Stored data:
//! Cluster manager access.
//!
//! The pg_auto_failover monitor reports node roles as a pipe-separated table
//! (`pg_autoctl show state`):
//!
//! ```text
//!   Name |  Node |      Host:Port |       TLI: LSN |   Connection |      Reported State |      Assigned State
//! -------+-------+----------------+----------------+--------------+---------------------+--------------------
//! node_1 |     1 |  pg-node1:5432 |   1: 0/4000060 |   read-write |             primary |             primary
//! node_2 |     2 |  pg-node2:5432 |   1: 0/4000060 |    read-only |           secondary |           secondary
//! ```
//!
//! Parsing is kept apart from running the command so it can be tested on
//! captured text.

use std::process::Stdio;
use std::time::Duration;

use async_trait::async_trait;
use switchyard_core::{ClusterTopology, Endpoint};
use tokio::process::Command;

use crate::error::{ObserverError, ObserverResult, ParseError};

const HOST_PORT_COLUMN: usize = 2;
const REPORTED_STATE_COLUMN: usize = 5;

/// Source of the current cluster roles.
#[async_trait]
pub trait ClusterManager: Send + Sync {
    async fn topology(&self) -> ObserverResult<ClusterTopology>;
}

// ============================================================================
// PARSER
// ============================================================================

#[derive(Debug, Clone, Copy, PartialEq, Eq)]
enum NodeRole {
    Primary,
    Secondary,
}

/// Map a reported state to a routing role. Transitional states (catching up,
/// draining, demoted...) take no traffic.
fn role_for_state(state: &str) -> Option<NodeRole> {
    match state {
        "primary" | "wait_primary" | "single" => Some(NodeRole::Primary),
        "secondary" => Some(NodeRole::Secondary),
        _ => None,
    }
}

/// Parse `pg_autoctl show state` output into a typed topology.
///
/// Lines without enough pipe-separated columns and the header row are
/// skipped. Exactly one primary must be reported.
pub fn parse_autoctl_state(output: &str) -> Result<ClusterTopology, ParseError> {
    let mut primary: Option<Endpoint> = None;
    let mut secondaries = Vec::new();

    for (idx, line) in output.lines().enumerate() {
        let columns: Vec<&str> = line.split('|').map(str::trim).collect();
        if columns.len() <= REPORTED_STATE_COLUMN {
            continue;
        }
        let host_port = columns[HOST_PORT_COLUMN];
        if host_port.eq_ignore_ascii_case("host:port") {
            continue;
        }
        let Some(role) = role_for_state(columns[REPORTED_STATE_COLUMN]) else {
            tracing::debug!(line = idx + 1, state = columns[REPORTED_STATE_COLUMN], "Skipping node");
            continue;
        };

        let endpoint: Endpoint = host_port.parse().map_err(|e: switchyard_core::TopologyError| {
            ParseError::InvalidEndpoint {
                line: idx + 1,
                value: host_port.to_string(),
                reason: e.to_string(),
            }
        })?;

        match role {
            NodeRole::Primary => {
                if let Some(first) = &primary {
                    return Err(ParseError::MultiplePrimaries {
                        first: first.to_string(),
                        second: endpoint.to_string(),
                    });
                }
                primary = Some(endpoint);
            }
            NodeRole::Secondary => secondaries.push(endpoint),
        }
    }

    let primary = primary.ok_or(ParseError::NoPrimary)?;
    Ok(ClusterTopology::new(primary, secondaries))
}

// ============================================================================
// PG_AUTOCTL
// ============================================================================

/// Runs the monitor's state command as a child process.
#[derive(Debug, Clone)]
pub struct PgAutoctlManager {
    program: String,
    args: Vec<String>,
    timeout: Duration,
}

impl PgAutoctlManager {
    /// `command` is the program followed by its arguments.
    pub fn new(command: &[String], timeout: Duration) -> ObserverResult<Self> {
        let (program, args) = command
            .split_first()
            .ok_or_else(|| ObserverError::Config("empty cluster manager command".to_string()))?;
        Ok(Self {
            program: program.clone(),
            args: args.to_vec(),
            timeout,
        })
    }

    async fn run(&self) -> ObserverResult<String> {
        let mut command = Command::new(&self.program);
        command
            .args(&self.args)
            .stdin(Stdio::null())
            .stdout(Stdio::piped())
            .stderr(Stdio::piped())
            .kill_on_drop(true);

        let child = command.spawn().map_err(|e| ObserverError::Command {
            reason: format!("{}: {}", self.program, e),
        })?;

        let output = tokio::time::timeout(self.timeout, child.wait_with_output())
            .await
            .map_err(|_| ObserverError::CommandTimeout)?
            .map_err(|e| ObserverError::Command {
                reason: e.to_string(),
            })?;

        if !output.status.success() {
            return Err(ObserverError::CommandFailed {
                status: output.status.to_string(),
                stderr: String::from_utf8_lossy(&output.stderr).trim().to_string(),
            });
        }
        Ok(String::from_utf8_lossy(&output.stdout).into_owned())
    }
}

#[async_trait]
impl ClusterManager for PgAutoctlManager {
    async fn topology(&self) -> ObserverResult<ClusterTopology> {
        let output = self.run().await?;
        Ok(parse_autoctl_state(&output)?)
    }
}

#[cfg(test)]
mod tests {
    use super::*;
    use proptest::prelude::*;
    use switchyard_test_utils::autoctl::{render_state, NodeRow};

    #[test]
    fn test_parses_primary_and_secondaries() -> Result<(), ParseError> {
        let output = render_state(&[
            NodeRow::new("node_1", "pg-node1:5432", "primary"),
            NodeRow::new("node_2", "pg-node2:5432", "secondary"),
            NodeRow::new("node_3", "pg-node3:5433", "secondary"),
        ]);

        let topology = parse_autoctl_state(&output)?;
        assert_eq!(topology.primary, Some(Endpoint::new("pg-node1", 5432)));
        assert_eq!(
            topology.secondaries,
            vec![Endpoint::new("pg-node2", 5432), Endpoint::new("pg-node3", 5433)]
        );
        Ok(())
    }

    #[test]
    fn test_failover_states_count_as_primary() -> Result<(), ParseError> {
        for state in ["wait_primary", "single"] {
            let output = render_state(&[NodeRow::new("node_2", "pg-node2:5432", state)]);
            let topology = parse_autoctl_state(&output)?;
            assert_eq!(topology.primary, Some(Endpoint::new("pg-node2", 5432)));
            assert!(topology.secondaries.is_empty());
        }
        Ok(())
    }

    #[test]
    fn test_transitional_nodes_are_ignored() -> Result<(), ParseError> {
        let output = render_state(&[
            NodeRow::new("node_1", "pg-node1:5432", "primary"),
            NodeRow::new("node_2", "pg-node2:5432", "catchingup"),
            NodeRow::new("node_3", "pg-node3:5432", "demoted"),
        ]);
        let topology = parse_autoctl_state(&output)?;
        assert!(topology.secondaries.is_empty());
        Ok(())
    }

    #[test]
    fn test_no_primary_is_an_error() {
        let output = render_state(&[NodeRow::new("node_2", "pg-node2:5432", "secondary")]);
        assert_eq!(parse_autoctl_state(&output), Err(ParseError::NoPrimary));
        assert_eq!(parse_autoctl_state(""), Err(ParseError::NoPrimary));
    }

    #[test]
    fn test_two_primaries_is_an_error() {
        let output = render_state(&[
            NodeRow::new("node_1", "pg-node1:5432", "primary"),
            NodeRow::new("node_2", "pg-node2:5432", "primary"),
        ]);
        assert!(matches!(
            parse_autoctl_state(&output),
            Err(ParseError::MultiplePrimaries { .. })
        ));
    }

    #[test]
    fn test_bad_host_port_reports_line() {
        let output = render_state(&[NodeRow::new("node_1", "pg-node1:notaport", "primary")]);
        match parse_autoctl_state(&output) {
            Err(ParseError::InvalidEndpoint { line, .. }) => assert_eq!(line, 3),
            other => panic!("expected InvalidEndpoint, got {:?}", other),
        }
    }

    #[cfg(unix)]
    #[tokio::test]
    async fn test_missing_program_is_a_command_error() -> ObserverResult<()> {
        let manager = PgAutoctlManager::new(
            &["/nonexistent/pg_autoctl".to_string()],
            Duration::from_secs(1),
        )?;
        assert!(matches!(
            manager.topology().await,
            Err(ObserverError::Command { .. })
        ));
        Ok(())
    }

    #[cfg(unix)]
    #[tokio::test]
    async fn test_nonzero_exit_is_reported() -> ObserverResult<()> {
        let command = ["sh", "-c", "echo monitor down >&2; exit 3"].map(String::from);
        let manager = PgAutoctlManager::new(&command, Duration::from_secs(5))?;
        match manager.topology().await {
            Err(ObserverError::CommandFailed { stderr, .. }) => assert_eq!(stderr, "monitor down"),
            other => panic!("expected CommandFailed, got {:?}", other),
        }
        Ok(())
    }

    #[cfg(unix)]
    #[tokio::test]
    async fn test_command_output_is_parsed() -> ObserverResult<()> {
        let table = render_state(&[
            NodeRow::new("node_1", "db-a:5432", "primary"),
            NodeRow::new("node_2", "db-b:5432", "secondary"),
        ]);
        let command = ["printf".to_string(), "%s".to_string(), table];
        let manager = PgAutoctlManager::new(&command, Duration::from_secs(5))?;
        let topology = manager.topology().await?;
        assert_eq!(topology.primary, Some(Endpoint::new("db-a", 5432)));
        Ok(())
    }

    #[test]
    fn test_empty_command_is_rejected() {
        assert!(matches!(
            PgAutoctlManager::new(&[], Duration::from_secs(1)),
            Err(ObserverError::Config(_))
        ));
    }

    fn arb_node() -> impl Strategy<Value = (String, u16)> {
        ("[a-z][a-z0-9-]{0,12}", 1024u16..65535)
    }

    proptest! {
        #![proptest_config(ProptestConfig::with_cases(50))]

        /// Any table with one primary yields that primary and every secondary, in order.
        #[test]
        fn prop_single_primary_roundtrips(
            primary in arb_node(),
            secondaries in prop::collection::vec(arb_node(), 0..5),
        ) {
            let mut rows = vec![NodeRow::new("node_0", &format!("{}:{}", primary.0, primary.1), "primary")];
            for (idx, (host, port)) in secondaries.iter().enumerate() {
                rows.push(NodeRow::new(&format!("node_{}", idx + 1), &format!("{}:{}", host, port), "secondary"));
            }

            let topology = parse_autoctl_state(&render_state(&rows))
                .map_err(|e| TestCaseError::fail(e.to_string()))?;
            prop_assert_eq!(topology.primary, Some(Endpoint::new(primary.0, primary.1)));
            let expected: Vec<Endpoint> = secondaries
                .into_iter()
                .map(|(host, port)| Endpoint::new(host, port))
                .collect();
            prop_assert_eq!(topology.secondaries, expected);
        }
    }
}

:: What you will do ::
Copy exactly the lines that begin with the one containing "for (idx, (host, port))" and continue to the end of the records, both included, and nothing more.

:: Response ::
            for (idx, (host, port)) in secondaries.iter().enumerate() {
                rows.push(NodeRow::new(&format!("node_{}", idx + 1), &format!("{}:{}", host, port), "secondary"));
            }

            let topology = parse_autoctl_state(&render_state(&rows))
                .map_err(|e| TestCaseError::fail(e.to_string()))?;
            prop_assert_eq!(topology.primary, Some(Endpoint::new(primary.0, primary.1)));
            let expected: Vec<Endpoint> = secondaries
                .into_iter()
                .map(|(host, port)| Endpoint::new(host, port))
                .collect();
            prop_assert_eq!(topology.secondaries, expected);
        }
    }
}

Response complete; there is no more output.